- Advantage
- Disadvantage
- Denial
- Unacknowledged
- Privilege
- Power
- Race
- Protection
- Comfort
- Alienated
Peggy McIntosh argues that white middle class men and women are nurtured into denying privilege simple to protect him or her from fully acknowledging, lessening, or ending their privilege completely.
- "I have come to see white privilege as an invisible package of unearned assets that I can count on cashing in each day..." "White privilege is like an invisible weightless knapsack of special previsions, maps, passports, code books, visas, clothes, tools and blank checks."
- "My schooling gave me no training in seeing myself as an oppressor, as an unfairly advantaged person, or as a participant in a damaged culture"
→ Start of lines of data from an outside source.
use serde::{Deserialize, Serialize};

use super::geometry::{Point2, Point3};

/// Pinhole camera intrinsics used for pose, eye landmark and gaze estimation.
#[derive(Clone, Copy, Debug, PartialEq, Serialize, Deserialize)]
pub struct CameraIntrinsics {
    pub fx: f64,
    pub fy: f64,
    pub cx: f64,
    pub cy: f64,
}

pub const DEFAULT_FOCAL_LENGTH: f64 = 500.0;

impl CameraIntrinsics {
    /// Rough intrinsics for an uncalibrated webcam: fixed focal length,
    /// principal point at the image centre.
    pub fn for_image(width: u32, height: u32) -> Self {
        Self {
            fx: DEFAULT_FOCAL_LENGTH,
            fy: DEFAULT_FOCAL_LENGTH,
            cx: width as f64 / 2.0,
            cy: height as f64 / 2.0,
        }
    }

    pub fn project(&self, p: Point3) -> Point2 {
        if p.z == 0.0 {
            return Point2::new(self.cx, self.cy);
        }
        Point2::new(self.fx * p.x / p.z + self.cx, self.fy * p.y / p.z + self.cy)
    }

    /// Point at `depth` along the ray through `pixel`.
    pub fn back_project(&self, pixel: Point2, depth: f64) -> Point3 {
        Point3::new(
            (pixel.x - self.cx) * depth / self.fx,
            (pixel.y - self.cy) * depth / self.fy,
            depth,
        )
    }
}

#[cfg(test)]
mod tests {
    use super::*;
    use approx::assert_relative_eq;

    #[test]
    fn test_for_image_centres_principal_point() {
        let cam = CameraIntrinsics::for_image(640, 480);
        assert_relative_eq!(cam.fx, 500.0);
        assert_relative_eq!(cam.fy, 500.0);
        assert_relative_eq!(cam.cx, 320.0);
        assert_relative_eq!(cam.cy, 240.0);
    }

    #[test]
    fn test_project_back_project_round_trip() {
        let cam = CameraIntrinsics::for_image(640, 480);
        let pixel = Point2::new(400.0, 100.0);
        let p = cam.back_project(pixel, 600.0);
        let back = cam.project(p);
        assert_relative_eq!(back.x, pixel.x, epsilon = 1e-9);
        assert_relative_eq!(back.y, pixel.y, epsilon = 1e-9);
    }

    #[test]
    fn test_principal_point_projects_on_axis() {
        let cam = CameraIntrinsics::for_image(640, 480);
        let p = cam.back_project(Point2::new(320.0, 240.0), 500.0);
        assert_relative_eq!(p.x, 0.0);
        assert_relative_eq!(p.y, 0.0);
    }
}
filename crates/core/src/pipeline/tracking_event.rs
use crate::shared::face_observation::FaceObservation;
use crate::tracking::domain::tracked_face::TrackedFace;

/// Results published by the worker, one of each per processed frame,
/// observations first.
#[derive(Clone, Debug, PartialEq)]
pub enum TrackingEvent {
    /// One observation per slot, in slot order.
    Observations {
        frame_index: usize,
        observations: Vec<FaceObservation>,
    },
    /// Faces with stable labels.
    Tracked {
        frame_index: usize,
        tracked: Vec<TrackedFace>,
    },
}

impl TrackingEvent {
    pub fn frame_index(&self) -> usize {
        match self {
            TrackingEvent::Observations { frame_index, .. }
            | TrackingEvent::Tracked { frame_index, .. } => *frame_index,
        }
    }
}
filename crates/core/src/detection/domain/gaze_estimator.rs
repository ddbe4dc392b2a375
use crate::detection::domain::landmark_model::LandmarkFit;
use crate::shared::camera::CameraIntrinsics;
use crate::shared::geometry::Point3;

#[derive(Clone, Copy, Debug, PartialEq, Eq)]
pub enum Eye {
    Left,
    Right,
}

/// Domain interface for per-eye gaze estimation (needs an eye model).
///
/// Shared by all slots, hence `Sync`.
pub trait GazeEstimator: Send + Sync {
    /// Gaze direction for one eye in camera coordinates.
    fn estimate(&self, fit: &LandmarkFit, eye: Eye, camera: &CameraIntrinsics) -> Point3;
}
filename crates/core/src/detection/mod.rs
pub mod domain;
pub mod infrastructure;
- "It seems to me that obliviousness about white advantage, like obliviousness about male advantage, is kept strongly inculturated in the United States so as to maintain the myth of meritocracy, the myth that democratic choice is equally available to all."
McIntosh's piece reminds me of our first analysis we did on Johnson. She, like Johnson, is speaking about how "power" is unacknowledged. But once we recognize and accept where the power has originated and continues to thrive, then we can start to correct the problem and balance the power. I like how McIntosh began her argument with a comparison between the powers of race to the power of different sex; men verses women. It reinforced my understanding of power and made it clearer because she related this to an issue I could relate with. Relating this drastic change to the question we debated in our previous class, how will the child change his or her outlook on race and power when they have been taught by their parents who have believed in "white privilege" for so many years?